Retype the material so that each line matches the original exactly.

== Segment start ==

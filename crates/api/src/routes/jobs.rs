//! Route definitions for the `/jobs` resource.

use axum::routing::{get, post};
use axum::Router;

use crate::handlers::jobs;
use crate::state::AppState;

/// Routes mounted at `/jobs`.
///
/// ```text
/// GET    /                -> list_jobs
/// POST   /                -> submit_job
/// GET    /{id}            -> get_job
/// POST   /{id}/cancel     -> cancel_job
/// ```
pub fn router() -> Router<AppState> {
    Router::new()
        .route("/", get(jobs::list_jobs).post(jobs::submit_job))
        .route("/{id}", get(jobs::get_job))
        .route("/{id}/cancel", post(jobs::cancel_job))
}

== Segment end ==

Written response —
filename crates/api/src/routes/jobs.rs
//! Route definitions for the `/jobs` resource.

use axum::routing::{get, post};
use axum::Router;

use crate::handlers::jobs;
use crate::state::AppState;

/// Routes mounted at `/jobs`.
///
/// ```text
/// GET    /                -> list_jobs
/// POST   /                -> submit_job
/// GET    /{id}            -> get_job
/// POST   /{id}/cancel     -> cancel_job
/// ```
pub fn router() -> Router<AppState> {
    Router::new()
        .route("/", get(jobs::list_jobs).post(jobs::submit_job))
        .route("/{id}", get(jobs::get_job))
        .route("/{id}/cancel", post(jobs::cancel_job))
}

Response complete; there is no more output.